Campus Life

Scrambling for Scratch? Here Are 9 College Side Hustles

College is expensive, beer isn’t free, and your parents are this close to cutting you off if you Venmo request for “textbooks” again. Time to make some cash—without selling your soul (or plasma). So what’s the move? Let’s talk side hustles that don’t suck.

First up: tutoring. If you passed a class with anything above a C+, congrats—you’re a genius now. Slap “$25/hr” on a flyer and suddenly you’re explaining basic econ to a freshman who thinks Adam Smith is a TikTok influencer.

2. Campus rec jobs are another win. Working the gym desk? That’s just getting paid to sit there, judge people’s form, and occasionally hand someone a towel. Bonus: you look productive while doing literally nothing.

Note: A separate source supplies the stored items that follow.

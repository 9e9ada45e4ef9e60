//! Typed error hierarchy for the Foreman orchestrator.
//!
//! Three top-level enums cover the three subsystems:
//! - `GitError` — git gateway and workspace inspection failures
//! - `PipelineError` — per-story stage failures
//! - `CoordinatorError` — task-level coordination failures

use thiserror::Error;

/// Errors from the git gateway.
#[derive(Debug, Error)]
pub enum GitError {
    #[error("Failed to spawn git process: {0}")]
    SpawnFailed(#[source] std::io::Error),

    #[error("git {operation} failed in {repo_path}: {stderr}")]
    CommandFailed {
        operation: String,
        repo_path: std::path::PathBuf,
        stderr: String,
    },

    #[error("git {operation} timed out after {timeout_secs}s")]
    Timeout {
        operation: String,
        timeout_secs: u64,
    },

    #[error("git {operation} still failing after {attempts} attempts: {last_error}")]
    RetriesExhausted {
        operation: String,
        attempts: u32,
        last_error: String,
    },

    #[error("Branch {branch} not found in {repo_path}")]
    BranchNotFound {
        branch: String,
        repo_path: std::path::PathBuf,
    },

    #[error("Repository error: {0}")]
    Repository(#[from] git2::Error),

    #[error(transparent)]
    Other(#[from] anyhow::Error),
}

/// Errors from a single story pipeline execution.
#[derive(Debug, Error)]
pub enum PipelineError {
    #[error("Developer produced no commit and no salvageable work for story {story_id}")]
    NoWorkProduced { story_id: String },

    #[error("Agent invocation failed in {stage} stage: {message}")]
    AgentFailed { stage: String, message: String },

    #[error("Merge of {source_branch} into {target} conflicted in {files:?}")]
    MergeConflict {
        source_branch: String,
        target: String,
        files: Vec<String>,
    },

    #[error("Checkpoint stage regression: {from} -> {to} for story {story_id}")]
    StageRegression {
        story_id: String,
        from: String,
        to: String,
    },

    #[error("Pipeline cancelled during {stage} stage")]
    Cancelled { stage: String },

    #[error(transparent)]
    Git(#[from] GitError),

    #[error(transparent)]
    Other(#[from] anyhow::Error),
}

/// Errors from the epic coordinator.
#[derive(Debug, Error)]
pub enum CoordinatorError {
    #[error("Epic dependency cycle involving {epic_id}")]
    DependencyCycle { epic_id: String },

    #[error("Story {story_id} references unknown epic {epic_id}")]
    UnknownEpic { story_id: String, epic_id: String },

    #[error("Epic {epic_id} depends on unknown epic {dependency}")]
    UnknownDependency { epic_id: String, dependency: String },

    #[error("Task {task_id} has no epics to execute")]
    NoEpics { task_id: String },

    #[error("Task {task_id} exceeded cost ceiling: spent ${spent:.2} of ${ceiling:.2}")]
    CostCeilingExceeded {
        task_id: String,
        spent: f64,
        ceiling: f64,
    },

    #[error("Event log error: {0}")]
    EventLog(#[source] anyhow::Error),

    #[error(transparent)]
    Other(#[from] anyhow::Error),
}

#[cfg(test)]
mod tests {
    use super::*;

    #[test]
    fn git_error_spawn_failed_is_matchable() {
        let io_err = std::io::Error::new(std::io::ErrorKind::NotFound, "git not found");
        let err = GitError::SpawnFailed(io_err);
        match &err {
            GitError::SpawnFailed(e) => assert_eq!(e.kind(), std::io::ErrorKind::NotFound),
            _ => panic!("Expected SpawnFailed variant"),
        }
    }

    #[test]
    fn git_error_command_failed_carries_context() {
        let err = GitError::CommandFailed {
            operation: "push".to_string(),
            repo_path: std::path::PathBuf::from("/work/task-1/api"),
            stderr: "remote hung up".to_string(),
        };
        let msg = err.to_string();
        assert!(msg.contains("push"));
        assert!(msg.contains("remote hung up"));
    }

    #[test]
    fn pipeline_error_merge_conflict_lists_files() {
        let err = PipelineError::MergeConflict {
            source_branch: "story/S1-002".to_string(),
            target: "epic/auth".to_string(),
            files: vec!["README.md".to_string()],
        };
        assert!(err.to_string().contains("README.md"));
    }

    #[test]
    fn pipeline_error_converts_from_git_error() {
        let inner = GitError::BranchNotFound {
            branch: "story/S1-001".to_string(),
            repo_path: std::path::PathBuf::from("/work"),
        };
        let pipeline_err: PipelineError = inner.into();
        assert!(matches!(
            pipeline_err,
            PipelineError::Git(GitError::BranchNotFound { .. })
        ));
    }

    #[test]
    fn coordinator_error_cost_ceiling_formats_amounts() {
        let err = CoordinatorError::CostCeilingExceeded {
            task_id: "T1".to_string(),
            spent: 12.5,
            ceiling: 10.0,
        };
        let msg = err.to_string();
        assert!(msg.contains("$12.50"));
        assert!(msg.contains("$10.00"));
    }

    #[test]
    fn all_error_types_implement_std_error_trait() {
        fn assert_std_error<E: std::error::Error>(_: &E) {}
        assert_std_error(&GitError::Timeout {
            operation: "fetch".into(),
            timeout_secs: 90,
        });
        assert_std_error(&PipelineError::NoWorkProduced {
            story_id: "S1".into(),
        });
        assert_std_error(&CoordinatorError::NoEpics { task_id: "T1".into() });
    }
}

3. Delivery driving is peak freedom. No boss breathing down your neck, just you, some sad pop-punk, and a trunk full of lukewarm tacos. You might spend half your earnings on gas, but whatever—vibes.

4. Freelance anything—graphic design, editing, coding. If you can make a Canva flyer without crying, someone will pay you. Hit LinkedIn with “freelancer” in your bio and boom, you’re an entrepreneur now.

5. Writing – Now this might just be the best of them all. Banging out blogs in class, taking notes on a night out of things to write about, and being able to put blogger in your Instagram profile. I’m living the dream.

Resell sneakers, flip thrift clothes, start a meme page, rent out your parking spot—college is a goldmine if you’re just a little shameless.

The key is simple: low effort, decent money, maximum flexibility. Because the only thing worse than being broke in college is missing tailgate season for $8 an hour. Grind smart, not sad.